Há uma incerteza crescente sobre para onde as coisas podem ir, o que afeta a confiança empresarial, atrapalha o funcionamento das cadeias globais de valor e deprime o investimento



Nas últimas semanas, aumentou sensivelmente a preocupação com o ritmo da atividade econômica global. Em especial, há o receio de que a atual desaceleração vire uma recessão. E, caso isso aconteça, que os governos careçam de instrumentos de política econômica para evitar que o mundo desenvolvido se torne um grande Japão: um país que cresce pouco, vive em permanente combate à deflação e assiste impotente à explosão da dívida pública, em que pese os juros estarem sistematicamente abaixo de zero.

Qual o risco de isso acontecer? Para responder a essa pergunta, vale considerar as quatro forças que estão por trás desse aumento da preocupação com o nível de atividade e o receio de que possamos estar à beira de uma recessão mundial.

Primeiro, a guerra comercial entre os Estados Unidos (EUA) e a China. Iniciada em 2018, essa vem em um processo de intensificação e alargamento, incluindo um número crescente de temas. Os EUA vêm elevando as tarifas de importação sobre cada vez mais produtos chineses, mas também restringindo o acesso a tecnologias, proibindo investimentos no país e incentivando as empresas americanas a sair da China. Esta vem retaliando, ainda que não na mesma magnitude, pois não importa tantos produtos americanos assim.

[SAIBAMAIS]Após a reunião dos presidentes dos dois países no fim de junho, por ocasião do encontro do G20 no Japão, as coisas pareciam ter acalmado e se esperava um segundo semestre de negociações. Porém, essas foram abandonadas pouco tempo depois e uma nova escalada tarifária foi anunciada. Além disso, a China deixou sua moeda se desvalorizar, sendo taxada pelo governo americano de uma ;manipuladora de moeda;.

Há uma incerteza crescente sobre para onde as coisas podem ir, o que afeta a confiança empresarial, atrapalha o funcionamento das cadeias globais de valor e deprime o investimento.

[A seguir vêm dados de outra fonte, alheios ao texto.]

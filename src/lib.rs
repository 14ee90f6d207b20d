//! roomtrace: seeded room-boundary detection on raster floorplans.
//!
//! Point at a pixel inside a room and get back a closed polygon
//! approximating the room boundary, plus the calibration arithmetic to turn
//! pixel geometry into real-world measurements once a meters-per-pixel
//! scale is known.
//!
//! # Example
//!
//! ```no_run
//! use roomtrace::{detect_region, DetectConfig, PixelBuffer};
//!
//! let img = image::open("floorplan.png")?.into_rgba8();
//! let buffer = PixelBuffer::from_image(&img);
//! let polygon = detect_region(&buffer, (120, 80), &DetectConfig::default());
//! # Ok::<(), image::ImageError>(())
//! ```

#![forbid(unsafe_code)]

mod buffer;
mod config;
mod contour;
mod segment;
mod simplify;

pub mod calibrate;
pub mod error;
pub mod render;

// Re-export kurbo so downstream users get the same Point type used in
// returned polygons.
pub use kurbo;
pub use kurbo::Point;

pub use buffer::PixelBuffer;
pub use config::DetectConfig;
pub use contour::trace_contour;
pub use error::DetectError;
pub use segment::{segment_region, Mask, MaskState};
pub use simplify::simplify_polygon;

/// Detect the room boundary around `seed` as a simplified closed polygon in
/// pixel coordinates.
///
/// Composition of the three pipeline stages: flood-fill segmentation,
/// Moore-neighbor contour tracing, RDP simplification. The stages are
/// synchronous and side-effect-free; the mask lives only inside this call.
/// An empty or degenerate result means "nothing detected" (seed out of
/// bounds, isolated seed pixel) and is not an error.
pub fn detect_region(buffer: &PixelBuffer, seed: (i32, i32), config: &DetectConfig) -> Vec<Point> {
    let mask = segment_region(buffer, seed, config);
    let chain = trace_contour(&mask);
    simplify_polygon(&chain, config.tolerance)
}

#[cfg(test)]
mod tests {
    use super::*;
    use crate::calibrate::polygon_area;

    /// 200x200 light background with a uniform dark 50x50 square.
    fn synthetic_floorplan() -> PixelBuffer {
        let mut data = Vec::with_capacity(200 * 200 * 4);
        for y in 0..200i32 {
            for x in 0..200i32 {
                let v = if (75..125).contains(&x) && (75..125).contains(&y) {
                    10
                } else {
                    200
                };
                data.extend_from_slice(&[v, v, v, 255]);
            }
        }
        PixelBuffer::from_rgba(200, 200, data).unwrap()
    }

    #[test]
    fn detects_a_square_room_end_to_end() {
        let buffer = synthetic_floorplan();
        let config = DetectConfig::default();
        let polygon = detect_region(&buffer, (100, 100), &config);

        // A square room simplifies to its corners (the traced chain is
        // closed, so the start vertex may appear twice).
        assert!(polygon.len() >= 4 && polygon.len() <= 6, "got {} vertices", polygon.len());

        // Area within 5% of the 50x50 pixel region at scale 1.
        let area = polygon_area(&polygon, 1.0);
        assert!(
            (area - 2500.0).abs() / 2500.0 < 0.05,
            "area {area} not within 5% of 2500"
        );

        // All vertices lie on the dark square's rim.
        for p in &polygon {
            assert!((74.0..126.0).contains(&p.x) && (74.0..126.0).contains(&p.y));
        }
    }

    #[test]
    fn out_of_bounds_seed_detects_nothing() {
        let buffer = synthetic_floorplan();
        let polygon = detect_region(&buffer, (500, 500), &DetectConfig::default());
        assert!(polygon.is_empty());
    }

    #[test]
    fn isolated_seed_yields_a_degenerate_polygon() {
        // Seed on a lone dark pixel: single-point chain, zero area.
        let mut data = vec![200u8; 20 * 20 * 4];
        for i in 0..data.len() {
            if i % 4 == 3 {
                data[i] = 255;
            }
        }
        let offset = (10 * 20 + 10) * 4;
        data[offset] = 0;
        data[offset + 1] = 0;
        data[offset + 2] = 0;
        let buffer = PixelBuffer::from_rgba(20, 20, data).unwrap();

        let polygon = detect_region(&buffer, (10, 10), &DetectConfig::default());
        assert_eq!(polygon.len(), 1);
        assert_eq!(polygon_area(&polygon, 1.0), 0.0);
    }
}
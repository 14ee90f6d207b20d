use thiserror::Error;

/// Errors that can occur during room detection.
///
/// The geometry pipeline itself prefers sentinel results (empty polygon,
/// zero area, unchanged input) over errors; this type covers the genuine
/// precondition violations around it.
#[derive(Error, Debug)]
#[non_exhaustive]
pub enum DetectError {
    #[error("pixel buffer size mismatch: expected {expected} bytes, got {actual}")]
    BufferSizeMismatch { expected: usize, actual: usize },

    #[error("failed to load image: {0}")]
    ImageLoad(String),
}
//! Overlay rendering: detected polygon drawn over the source floorplan.
//!
//! Rasterizes via tiny-skia and writes a PNG, so a detection result can be
//! inspected without the interactive canvas.

use std::io;
use std::path::Path;

use image::RgbaImage;
use kurbo::Point;

/// Stroke the polygon (with vertex markers) over the source image and write
/// the result as a PNG at `output_path`.
///
/// A polygon with fewer than 2 points draws nothing but still writes the
/// plain image.
pub fn render_overlay(image: &RgbaImage, polygon: &[Point], output_path: &Path) -> io::Result<()> {
    let (w, h) = image.dimensions();
    let mut pixmap = tiny_skia::Pixmap::new(w, h)
        .ok_or_else(|| io::Error::other("image has zero dimensions"))?;

    // Copy the source image into the pixmap.
    let pixels = pixmap.pixels_mut();
    for (i, px) in image.pixels().enumerate() {
        let [r, g, b, a] = px.0;
        pixels[i] = tiny_skia::ColorU8::from_rgba(r, g, b, a).premultiply();
    }

    let mut paint = tiny_skia::Paint::default();
    paint.set_color(tiny_skia::Color::from_rgba8(230, 30, 30, 230));
    paint.anti_alias = true;

    if polygon.len() >= 2 {
        if let Some(path) = polygon_to_path(polygon) {
            let stroke = tiny_skia::Stroke {
                width: 2.0,
                ..tiny_skia::Stroke::default()
            };
            pixmap.stroke_path(
                &path,
                &paint,
                &stroke,
                tiny_skia::Transform::identity(),
                None,
            );
        }
        if let Some(dots) = vertex_markers(polygon) {
            pixmap.fill_path(
                &dots,
                &paint,
                tiny_skia::FillRule::Winding,
                tiny_skia::Transform::identity(),
                None,
            );
        }
    }

    let png_data = encode_png(&pixmap)?;
    std::fs::write(output_path, png_data)
}

/// Convert the polygon to a closed tiny-skia path.
fn polygon_to_path(points: &[Point]) -> Option<tiny_skia::Path> {
    let mut pb = tiny_skia::PathBuilder::new();
    let first = points.first()?;
    pb.move_to(first.x as f32, first.y as f32);
    for p in &points[1..] {
        pb.line_to(p.x as f32, p.y as f32);
    }
    pb.close();
    pb.finish()
}

/// Small filled circle at each vertex.
fn vertex_markers(points: &[Point]) -> Option<tiny_skia::Path> {
    let mut pb = tiny_skia::PathBuilder::new();
    for p in points {
        pb.push_circle(p.x as f32, p.y as f32, 3.0);
    }
    pb.finish()
}

/// Encode a pixmap to PNG bytes.
fn encode_png(pixmap: &tiny_skia::Pixmap) -> io::Result<Vec<u8>> {
    let mut buf = Vec::new();
    let mut encoder = png::Encoder::new(&mut buf, pixmap.width(), pixmap.height());
    encoder.set_color(png::ColorType::Rgba);
    encoder.set_depth(png::BitDepth::Eight);
    let mut writer = encoder.write_header().map_err(io::Error::other)?;
    writer.write_image_data(pixmap.data()).map_err(io::Error::other)?;
    drop(writer);
    Ok(buf)
}
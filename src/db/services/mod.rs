//! The `services` module provides the high-level API for working with the
//! registry store. It encapsulates all row access patterns, so the rest of
//! the application (command dispatcher, composition root, binaries) works
//! with domain models without touching the underlying maps.
//!
//! This module is organized into sub-modules, each responsible for one
//! domain area (devices, groups, statuses, access scope). All public
//! functions are re-exported here for convenient access under the
//! `crate::db::services::` path.

pub mod access_service;
pub mod device_service;
pub mod group_service;
pub mod status_service;

pub use access_service::*;
pub use device_service::*;
pub use group_service::*;
pub use status_service::*;
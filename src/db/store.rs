//! The registry store holds the shared mutable rows (devices, groups,
//! memberships, statuses, users, access grants) behind concurrent keyed
//! maps. It stands in for the external relational store and provides the
//! one guarantee the services rely on: every read-modify-write of a row
//! goes through a single keyed entry guard, so updates to the same key are
//! atomic relative to each other. There is no table-level locking and no
//! cross-row transaction; operations that need a predicate and a mutation
//! to be indivisible (scoped membership removal) perform both under the
//! same entry guard.

use std::collections::HashSet;
use std::sync::atomic::{AtomicI32, Ordering};

use chrono::Utc;
use dashmap::DashMap;

use crate::db::models::{Device, DeviceStatus, Group, User};

/// Current wall-clock time as epoch milliseconds, the unit the registry
/// stores for `enroll_time`/`last_update`.
pub(crate) fn now_ms() -> i64 {
    Utc::now().timestamp_millis()
}

#[derive(Debug, Default)]
pub struct RegistryStore {
    pub(crate) devices: DashMap<i32, Device>,
    pub(crate) groups: DashMap<i32, Group>,
    /// Membership rows, keyed by device id. The entry guard on a device's
    /// set is the atomicity unit for membership changes.
    pub(crate) device_groups: DashMap<i32, HashSet<i32>>,
    pub(crate) device_statuses: DashMap<i32, DeviceStatus>,
    /// Explicit access grants, keyed by user id. Consulted only for users
    /// without the blanket `all_devices_available` flag.
    pub(crate) access_grants: DashMap<i32, HashSet<i32>>,
    pub(crate) users: DashMap<i32, User>,
    next_device_id: AtomicI32,
    next_group_id: AtomicI32,
    next_user_id: AtomicI32,
}

impl RegistryStore {
    pub fn new() -> Self {
        RegistryStore {
            next_device_id: AtomicI32::new(1),
            next_group_id: AtomicI32::new(1),
            next_user_id: AtomicI32::new(1),
            ..Default::default()
        }
    }

    pub(crate) fn next_device_id(&self) -> i32 {
        self.next_device_id.fetch_add(1, Ordering::Relaxed)
    }

    pub(crate) fn next_group_id(&self) -> i32 {
        self.next_group_id.fetch_add(1, Ordering::Relaxed)
    }

    pub(crate) fn next_user_id(&self) -> i32 {
        self.next_user_id.fetch_add(1, Ordering::Relaxed)
    }
}
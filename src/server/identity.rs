use std::sync::Arc;

use crate::db::models::Device;
use crate::db::store::RegistryStore;

/// Resolves a device from an externally supplied identifier. Resolution
/// order, first match wins: exact number, case-insensitive number, old
/// number (a renumbered device stays reachable by its prior number until
/// operators migrate), then IMEI or serial. Pure lookup, no side effects;
/// `None` is the not-found outcome, not an error.
#[derive(Clone)]
pub struct IdentityResolver {
    store: Arc<RegistryStore>,
}

impl IdentityResolver {
    pub fn new(store: Arc<RegistryStore>) -> Self {
        IdentityResolver { store }
    }

    pub fn resolve(&self, identifier: &str) -> Option<Device> {
        let devices = &self.store.devices;

        if let Some(d) = devices.iter().find(|d| d.number == identifier) {
            return Some(d.value().clone());
        }
        if let Some(d) = devices
            .iter()
            .find(|d| d.number.eq_ignore_ascii_case(identifier))
        {
            return Some(d.value().clone());
        }
        if let Some(d) = devices
            .iter()
            .find(|d| d.old_number.as_deref() == Some(identifier))
        {
            return Some(d.value().clone());
        }
        devices
            .iter()
            .find(|d| {
                d.imei.as_deref() == Some(identifier) || d.serial.as_deref() == Some(identifier)
            })
            .map(|d| d.value().clone())
    }
}

#[cfg(test)]
mod tests {
    use super::*;
    use crate::db::models::NewDevice;
    use crate::db::services::register_device;

    fn store_with(devices: Vec<NewDevice>) -> Arc<RegistryStore> {
        let store = Arc::new(RegistryStore::new());
        for d in devices {
            register_device(&store, d, 8).unwrap();
        }
        store
    }

    #[test]
    fn exact_number_wins_over_case_insensitive() {
        let store = store_with(vec![
            NewDevice { number: "abc-1".into(), customer_id: 1, ..Default::default() },
            NewDevice { number: "ABC-1".into(), customer_id: 1, ..Default::default() },
        ]);
        let resolver = IdentityResolver::new(store);

        let hit = resolver.resolve("ABC-1").unwrap();
        assert_eq!(hit.number, "ABC-1");
        // Case-insensitive fallback still resolves a lone mismatch.
        let hit = resolver.resolve("aBc-1").unwrap();
        assert!(hit.number.eq_ignore_ascii_case("abc-1"));
    }

    #[test]
    fn falls_back_to_old_number_then_imei_or_serial() {
        let store = store_with(vec![NewDevice {
            number: "NEW-42".into(),
            customer_id: 1,
            imei: Some("350000000000001".into()),
            serial: Some("SER-9".into()),
            ..Default::default()
        }]);
        {
            let mut device = store.devices.iter_mut().next().unwrap();
            device.old_number = Some("OLD-42".into());
        }
        let resolver = IdentityResolver::new(store);

        assert_eq!(resolver.resolve("OLD-42").unwrap().number, "NEW-42");
        assert_eq!(resolver.resolve("350000000000001").unwrap().number, "NEW-42");
        assert_eq!(resolver.resolve("SER-9").unwrap().number, "NEW-42");
        assert!(resolver.resolve("nowhere").is_none());
    }
}
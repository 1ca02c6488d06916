pub mod models;
pub mod services;
pub mod store;
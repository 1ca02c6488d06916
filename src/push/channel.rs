use async_trait::async_trait;
use tokio::sync::mpsc;

use super::{PushMessage, PushRelay, RelayError};

/// Relay backed by a bounded channel whose receiving end is owned by the
/// transport task. If the transport side is gone, sending fails and the
/// dispatcher surfaces an internal error; nothing is buffered beyond the
/// channel capacity.
pub struct ChannelPushRelay {
    tx: mpsc::Sender<PushMessage>,
}

impl ChannelPushRelay {
    pub fn new(capacity: usize) -> (Self, mpsc::Receiver<PushMessage>) {
        let (tx, rx) = mpsc::channel(capacity);
        (ChannelPushRelay { tx }, rx)
    }
}

#[async_trait]
impl PushRelay for ChannelPushRelay {
    async fn send(&self, message: PushMessage) -> Result<(), RelayError> {
        self.tx
            .send(message)
            .await
            .map_err(|e| RelayError::Unavailable(e.to_string()))
    }
}
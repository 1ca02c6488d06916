use std::env;

/// Process-wide configuration, loaded once at startup and passed by
/// reference into the services that need it. Never mutated after init.
#[derive(Clone, Debug)]
pub struct ServerConfig {
    /// Number of trailing characters of a device number kept in the
    /// fast-search index column.
    pub fast_search_chars: usize,
    /// Default cap for device lookup results.
    pub device_lookup_limit: usize,
}

const DEFAULT_FAST_SEARCH_CHARS: usize = 8;
const DEFAULT_DEVICE_LOOKUP_LIMIT: usize = 10;

impl ServerConfig {
    pub fn from_env() -> Result<Self, String> {
        let fast_search_chars = match env::var("MDM_FAST_SEARCH_CHARS") {
            Ok(raw) => raw
                .parse::<usize>()
                .map_err(|_| format!("MDM_FAST_SEARCH_CHARS must be a positive integer, got '{raw}'"))?,
            Err(_) => DEFAULT_FAST_SEARCH_CHARS,
        };
        if fast_search_chars == 0 {
            return Err("MDM_FAST_SEARCH_CHARS must be greater than zero".to_string());
        }

        let device_lookup_limit = match env::var("MDM_DEVICE_LOOKUP_LIMIT") {
            Ok(raw) => raw
                .parse::<usize>()
                .map_err(|_| format!("MDM_DEVICE_LOOKUP_LIMIT must be a positive integer, got '{raw}'"))?,
            Err(_) => DEFAULT_DEVICE_LOOKUP_LIMIT,
        };

        Ok(ServerConfig {
            fast_search_chars,
            device_lookup_limit,
        })
    }
}

impl Default for ServerConfig {
    fn default() -> Self {
        ServerConfig {
            fast_search_chars: DEFAULT_FAST_SEARCH_CHARS,
            device_lookup_limit: DEFAULT_DEVICE_LOOKUP_LIMIT,
        }
    }
}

Nos EUA, isso se somaria à perda de impulso fiscal, que contribuiu bastante para o bom desempenho americano em 2017/2018.

Segundo, a China vinha em um processo de desaquecimento, por conta do esforço do governo chinês de reduzir a alavancagem financeira das empresas do país, que havia crescido muito por canais pouco regulados. A guerra comercial com os EUA veio se somar a esse aperto nas condições financeiras e a expectativa agora é de que o PIB da China desacelere para uma expansão de 6,2%, este ano, e 6,1% em 2020, caindo mais nos anos seguintes.

Terceiro, a desaceleração do crescimento chinês repercutiu negativamente na Europa, onde grande parte da demanda agregada vem das exportações, sendo a Ásia um de seus grandes mercados. A Europa talvez esteja em recessão, puxada pela contração da indústria de transformação. O setor de serviços ainda segue em expansão, mas há o receio de que uma saída não negociada do Reino Unido, o Brexit, e as incertezas políticas na Itália acabem jogando a atividade ainda mais para baixo.

Foi nesse contexto que surgiu o quarto fator: a inversão da curva dos rendimentos dos títulos públicos, com os títulos públicos de 10 anos pagando um rendimento inferior ao dos títulos de dois anos. Nos EUA, todas as nove recessões desde os anos 1950 foram precedidas dessa inversão.

Este último ponto é que o tem gerado mais discussão. A evidência empírica é forte, e há bons argumentos teóricos de porque a inversão da curva de juros seria contracionista. Mas também há boas ponderações no sentido contrário. Em especial, nem sempre a inversão da curva de juros americana foi seguida por uma recessão. E países como o Reino Unido e a Austrália conviveram durante anos com a inversão das curvas de rendimentos dos títulos públicos, sem que isso causasse recessões.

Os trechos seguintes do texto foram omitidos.